Since 2011, the Lauder Institute at the University of Pennsylvania has ranked Civic Exchange among the top 50 environmental think-tanks in the world.

Civic Exchange cooperates with government departments, educational institutions, businesses and the public. It works to improve dialogue between civil society and the government.

== Research areas ==

=== Pollution ===

Civic Exchange has conducted numerous local and regional research studies on topics like roadside emissions, environmental governance, public health and the Pearl River Delta (PRD).

In 2017, it published a report on Hong Kong residents' exposure to the pollutant PM2.5.

For more than a decade, Civic Exchange has worked on the problem of ship emissions in the PRD.

=== Nature conservation ===

In early 2017, Civic Exchange published a baseline study of the public's awareness and attitudes towards biodiversity conservation, based on Cantonese-language polling of more than 1,000 respondents. It showed a "very low" level of awareness and concern about biodiversity among the Hong Kong public.

In 2014, the Environmental Investigation Agency's report "Routes of Extinction" identified Hong Kong as a major smuggling hub for illegal timber and other wildlife products. Later that year Civic Exchange published Taking from the Wild: Moving Towards Sustainability in Hong Kong's Wildlife Trade'.

=== Urban environment ===
Civic Exchange studies sustainable transport planning, land policy, waterfront design, urban renewal, walkability, public open space, and the "small house policy," a local issue related to Hong Kong's villages. It has also conducted comparative reports between Hong Kong and other Asian cities.

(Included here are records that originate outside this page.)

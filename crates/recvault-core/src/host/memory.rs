//! In-memory [`RecordStore`] with fault injection.
//!
//! All types live behind one mutex, so each write call is trivially atomic.
//! Tests can mark a type as failing on read or write to exercise partial
//! snapshots and partial restores.

use std::collections::{BTreeMap, HashSet};
use std::sync::{Mutex, MutexGuard};

use async_trait::async_trait;

use super::{RecordStore, StoreError, StoreResult, WriteSummary};
use crate::codec::Entity;

type Tables = BTreeMap<String, BTreeMap<String, Entity>>;

#[derive(Default)]
struct Inner {
    tables: Tables,
    failing_reads: HashSet<String>,
    failing_writes: HashSet<String>,
}

#[derive(Default)]
pub struct MemoryRecordStore {
    inner: Mutex<Inner>,
}

impl MemoryRecordStore {
    pub fn new() -> Self {
        Self::default()
    }

    fn lock(&self) -> StoreResult<MutexGuard<'_, Inner>> {
        self.inner
            .lock()
            .map_err(|e| StoreError::Unavailable(format!("lock poisoned: {e}")))
    }

    /// Insert or overwrite one entity directly, bypassing fault injection.
    pub fn insert(&self, entity: Entity) -> StoreResult<()> {
        let mut inner = self.lock()?;
        inner
            .tables
            .entry(entity.type_name.clone())
            .or_default()
            .insert(entity.key.clone(), entity);
        Ok(())
    }

    pub fn get(&self, type_name: &str, key: &str) -> StoreResult<Option<Entity>> {
        let inner = self.lock()?;
        Ok(inner
            .tables
            .get(type_name)
            .and_then(|t| t.get(key))
            .cloned())
    }

    /// All entities of `type_name`, ordered by key.
    pub fn all(&self, type_name: &str) -> StoreResult<Vec<Entity>> {
        let inner = self.lock()?;
        Ok(inner
            .tables
            .get(type_name)
            .map(|t| t.values().cloned().collect())
            .unwrap_or_default())
    }

    /// Copy of every table, for before/after comparisons.
    pub fn dump(&self) -> StoreResult<Tables> {
        Ok(self.lock()?.tables.clone())
    }

    pub fn fail_reads_for(&self, type_name: &str) -> StoreResult<()> {
        self.lock()?.failing_reads.insert(type_name.to_string());
        Ok(())
    }

    pub fn fail_writes_for(&self, type_name: &str) -> StoreResult<()> {
        self.lock()?.failing_writes.insert(type_name.to_string());
        Ok(())
    }

    pub fn clear_faults(&self) -> StoreResult<()> {
        let mut inner = self.lock()?;
        inner.failing_reads.clear();
        inner.failing_writes.clear();
        Ok(())
    }
}

fn check_write(inner: &Inner, type_name: &str, entities: &[Entity]) -> StoreResult<()> {
    if inner.failing_writes.contains(type_name) {
        return Err(StoreError::WriteRejected {
            type_name: type_name.to_string(),
            reason: "injected write failure".to_string(),
        });
    }
    if let Some(stray) = entities.iter().find(|e| e.type_name != type_name) {
        return Err(StoreError::WriteRejected {
            type_name: type_name.to_string(),
            reason: format!("entity {} has type {}", stray.key, stray.type_name),
        });
    }
    Ok(())
}

#[async_trait]
impl RecordStore for MemoryRecordStore {
    async fn count(&self, type_name: &str) -> StoreResult<u64> {
        let inner = self.lock()?;
        Ok(inner.tables.get(type_name).map(|t| t.len() as u64).unwrap_or(0))
    }

    async fn read_batch(
        &self,
        type_name: &str,
        after_key: Option<&str>,
        limit: usize,
    ) -> StoreResult<Vec<Entity>> {
        let inner = self.lock()?;
        if inner.failing_reads.contains(type_name) {
            return Err(StoreError::Unavailable(format!(
                "injected read failure for {type_name}"
            )));
        }
        let Some(table) = inner.tables.get(type_name) else {
            return Ok(Vec::new());
        };
        let batch = match after_key {
            Some(after) => table
                .range::<str, _>((std::ops::Bound::Excluded(after), std::ops::Bound::Unbounded))
                .take(limit)
                .map(|(_, e)| e.clone())
                .collect(),
            None => table.values().take(limit).cloned().collect(),
        };
        Ok(batch)
    }

    async fn exists(&self, type_name: &str, key: &str) -> StoreResult<bool> {
        let inner = self.lock()?;
        Ok(inner
            .tables
            .get(type_name)
            .is_some_and(|t| t.contains_key(key)))
    }

    async fn replace_all(
        &self,
        type_name: &str,
        entities: Vec<Entity>,
    ) -> StoreResult<WriteSummary> {
        let mut inner = self.lock()?;
        check_write(&inner, type_name, &entities)?;

        let table: BTreeMap<String, Entity> =
            entities.into_iter().map(|e| (e.key.clone(), e)).collect();
        let summary = WriteSummary {
            inserted: table.len() as u64,
            updated: 0,
            deleted: inner.tables.get(type_name).map(|t| t.len() as u64).unwrap_or(0),
        };
        if table.is_empty() {
            inner.tables.remove(type_name);
        } else {
            inner.tables.insert(type_name.to_string(), table);
        }
        Ok(summary)
    }

    async fn upsert(&self, type_name: &str, entities: Vec<Entity>) -> StoreResult<WriteSummary> {
        let mut inner = self.lock()?;
        check_write(&inner, type_name, &entities)?;

        let table = inner.tables.entry(type_name.to_string()).or_default();
        let mut summary = WriteSummary::default();
        for entity in entities {
            match table.insert(entity.key.clone(), entity) {
                Some(_) => summary.updated += 1,
                None => summary.inserted += 1,
            }
        }
        Ok(summary)
    }
}
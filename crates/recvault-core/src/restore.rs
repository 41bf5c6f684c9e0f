//! Restore planner and executor.
//!
//! A restore always starts by re-verifying the artifact checksum. Records are
//! then decoded (migrating older schema versions), grouped by type, and
//! their references resolved in a second pass against the artifact's own
//! keys or the live store. Preview stops there. Execute writes each type in
//! dependency order as its own atomic batch: a failed type blocks its
//! transitive dependents, independent types carry on, and nothing already
//! committed is rolled back.

use std::collections::{BTreeMap, HashMap, HashSet};
use std::fmt;
use std::path::Path;
use std::str::FromStr;
use std::sync::atomic::{AtomicBool, Ordering};
use std::sync::Arc;

use chrono::{DateTime, Utc};
use recvault_state::{ArtifactId, ArtifactRegistry, JobStore, MetadataEntry};
use serde::{Deserialize, Serialize};
use thiserror::Error;
use tracing::{debug, warn};
use uuid::Uuid;

use crate::artifact::{self, media_path, scan_dir};
use crate::catalog::Catalog;
use crate::codec::{Codec, ConstructionArgs, EntityRef, CURRENT_SCHEMA_VERSION};
use crate::error::{IntegrityError, ValidationError, VaultError, VaultResult};
use crate::host::RecordStore;
use crate::media::{self, MirrorStats, OverwritePolicy};
use crate::metrics::METRICS;
use crate::obs;
use crate::snapshot::SnapshotError;
use crate::VaultConfig;

#[derive(Debug, Clone, Copy, PartialEq, Eq, Serialize, Deserialize)]
#[serde(rename_all = "snake_case")]
pub enum RestoreStrategy {
    /// Per type: delete every live row, insert the artifact's rows.
    Replace,
    /// Per type: upsert by natural key, never delete.
    Merge,
}
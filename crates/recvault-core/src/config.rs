//! Engine configuration.
//!
//! Defaults suit a single host; every value can be overridden from the
//! environment with [`VaultConfig::from_env`] or set directly with the
//! `with_*` builders.

use std::path::{Path, PathBuf};
use std::str::FromStr;
use std::time::Duration;

use crate::checksum::DirDigestMode;
use crate::error::{VaultError, VaultResult};
use crate::health::HealthThresholds;
use crate::snapshot::SnapshotSettings;

pub const DEFAULT_BACKUP_DIR: &str = ".recvault/backups";
pub const DEFAULT_BATCH_SIZE: usize = 1000;
pub const DEFAULT_QUICK_BUDGET: Duration = Duration::from_secs(120);
pub const DEFAULT_FULL_BUDGET: Duration = Duration::from_secs(3600);
pub const DEFAULT_TIMEOUT_GRACE: Duration = Duration::from_secs(30);
pub const DEFAULT_STUCK_THRESHOLD_MINUTES: u64 = 30;

#[derive(Debug, Clone)]
pub struct VaultConfig {
    /// Artifacts live in `<backup_root>/<artifact_id>/`.
    pub backup_root: PathBuf,
    /// Live media tree; required for media and full backups.
    pub media_root: Option<PathBuf>,
    pub batch_size: usize,
    pub quick_budget: Duration,
    pub full_budget: Duration,
    /// Extra time the hard outer timeout allows past the cooperative budget.
    pub timeout_grace: Duration,
    pub stuck_threshold_minutes: u64,
    pub dir_digest_mode: DirDigestMode,
    pub health: HealthThresholds,
    pub alert_webhook: Option<String>,
}

impl Default for VaultConfig {
    fn default() -> Self {
        Self {
            backup_root: PathBuf::from(DEFAULT_BACKUP_DIR),
            media_root: None,
            batch_size: DEFAULT_BATCH_SIZE,
            quick_budget: DEFAULT_QUICK_BUDGET,
            full_budget: DEFAULT_FULL_BUDGET,
            timeout_grace: DEFAULT_TIMEOUT_GRACE,
            stuck_threshold_minutes: DEFAULT_STUCK_THRESHOLD_MINUTES,
            dir_digest_mode: DirDigestMode::default(),
            health: HealthThresholds::default(),
            alert_webhook: None,
        }
    }
}

fn env_parse<T: FromStr>(name: &str) -> VaultResult<Option<T>>
where
    T::Err: std::fmt::Display,
{
    match std::env::var(name) {
        Ok(raw) if !raw.trim().is_empty() => raw
            .trim()
            .parse()
            .map(Some)
            .map_err(|e| VaultError::Config(format!("{name}={raw}: {e}"))),
        _ => Ok(None),
    }
}

impl VaultConfig {
    pub fn new(backup_root: impl Into<PathBuf>) -> Self {
        Self {
            backup_root: backup_root.into(),
            ..Self::default()
        }
    }

    /// Create from environment variables
    ///
    /// Reads (all optional):
    /// - RECVAULT_BACKUP_DIR (default: `.recvault/backups`)
    /// - RECVAULT_MEDIA_DIR
    /// - RECVAULT_BATCH_SIZE (default: 1000)
    /// - RECVAULT_QUICK_TIMEOUT_SECS / RECVAULT_FULL_TIMEOUT_SECS (120 / 3600)
    /// - RECVAULT_TIMEOUT_GRACE_SECS (default: 30)
    /// - RECVAULT_STUCK_THRESHOLD_MINUTES (default: 30)
    /// - RECVAULT_DIR_DIGEST (`paths` | `contents`, default: paths)
    /// - RECVAULT_STALE_WARNING_HOURS / RECVAULT_STALE_CRITICAL_HOURS (30 / 48)
    /// - RECVAULT_MIN_HEALTH_SCORE (default: 0.8)
    /// - RECVAULT_ALERT_WEBHOOK
    pub fn from_env() -> VaultResult<Self> {
        let mut config = Self::default();

        if let Some(dir) = env_parse::<PathBuf>("RECVAULT_BACKUP_DIR")? {
            config.backup_root = dir;
        }
        config.media_root = env_parse::<PathBuf>("RECVAULT_MEDIA_DIR")?;
        if let Some(n) = env_parse::<usize>("RECVAULT_BATCH_SIZE")? {
            config = config.with_batch_size(n);
        }
        if let Some(secs) = env_parse::<u64>("RECVAULT_QUICK_TIMEOUT_SECS")? {
            config.quick_budget = Duration::from_secs(secs);
        }
        if let Some(secs) = env_parse::<u64>("RECVAULT_FULL_TIMEOUT_SECS")? {
            config.full_budget = Duration::from_secs(secs);
        }
        if let Some(secs) = env_parse::<u64>("RECVAULT_TIMEOUT_GRACE_SECS")? {
            config.timeout_grace = Duration::from_secs(secs);
        }
        if let Some(m) = env_parse::<u64>("RECVAULT_STUCK_THRESHOLD_MINUTES")? {
            config.stuck_threshold_minutes = m;
        }
        if let Some(mode) = env_parse::<DirDigestMode>("RECVAULT_DIR_DIGEST")? {
            config.dir_digest_mode = mode;
        }
        if let Some(h) = env_parse::<i64>("RECVAULT_STALE_WARNING_HOURS")? {
            config.health.stale_warning_hours = h;
        }
        if let Some(h) = env_parse::<i64>("RECVAULT_STALE_CRITICAL_HOURS")? {
            config.health.stale_critical_hours = h;
        }
        if let Some(score) = env_parse::<f64>("RECVAULT_MIN_HEALTH_SCORE")? {
            config.health.min_score = score;
        }
        config.alert_webhook = env_parse::<String>("RECVAULT_ALERT_WEBHOOK")?;

        Ok(config)
    }

    pub fn with_backup_root(mut self, dir: impl Into<PathBuf>) -> Self {
        self.backup_root = dir.into();
        self
    }

    pub fn with_media_root(mut self, dir: impl Into<PathBuf>) -> Self {
        self.media_root = Some(dir.into());
        self
    }

    pub fn with_batch_size(mut self, n: usize) -> Self {
        self.batch_size = n.max(1);
        self
    }

    pub fn with_budgets(mut self, quick: Duration, full: Duration) -> Self {
        self.quick_budget = quick;
        self.full_budget = full;
        self
    }

    pub fn with_timeout_grace(mut self, grace: Duration) -> Self {
        self.timeout_grace = grace;
        self
    }

    pub fn with_stuck_threshold_minutes(mut self, minutes: u64) -> Self {
        self.stuck_threshold_minutes = minutes;
        self
    }

    pub fn with_dir_digest_mode(mut self, mode: DirDigestMode) -> Self {
        self.dir_digest_mode = mode;
        self
    }

    pub fn with_health(mut self, thresholds: HealthThresholds) -> Self {
        self.health = thresholds;
        self
    }

    pub fn with_alert_webhook(mut self, url: impl Into<String>) -> Self {
        self.alert_webhook = Some(url.into());
        self
    }

    /// Cooperative budget for a backup run.
    pub fn budget_for(&self, quick: bool) -> Duration {
        if quick {
            self.quick_budget
        } else {
            self.full_budget
        }
    }

    pub fn artifact_dir(&self, artifact_id: &str) -> PathBuf {
        self.backup_root.join(artifact_id)
    }

    pub fn backup_root(&self) -> &Path {
        &self.backup_root
    }

    pub fn snapshot_settings(&self) -> SnapshotSettings {
        SnapshotSettings {
            batch_size: self.batch_size,
            media_root: self.media_root.clone(),
            digest_mode: self.dir_digest_mode,
        }
    }
}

In February 2017, CEx measured and outlined urban public space across Hong Kong. Its argument was that Hong Kongers received far less of such space - like public parks and playgrounds - than residents of other similarly dense Asian cities. The report was the result of a crowdsourcing campaign that raised more than HK $300,000.

A major recent focus has been walkability. In October 2016, Civic Exchange hosted the international Walk21 Conference, which included more than 150 speakers from around the world. Then-Chief Secretary of the Hong Kong Government, and current Chief Executive candidate Carrie Lam was the keynote speaker. That was followed by the launch of a Walkability initiative in December 2016. Its panel includes architect Christopher Law and architect Rocco Yim of Rocco Design Architects.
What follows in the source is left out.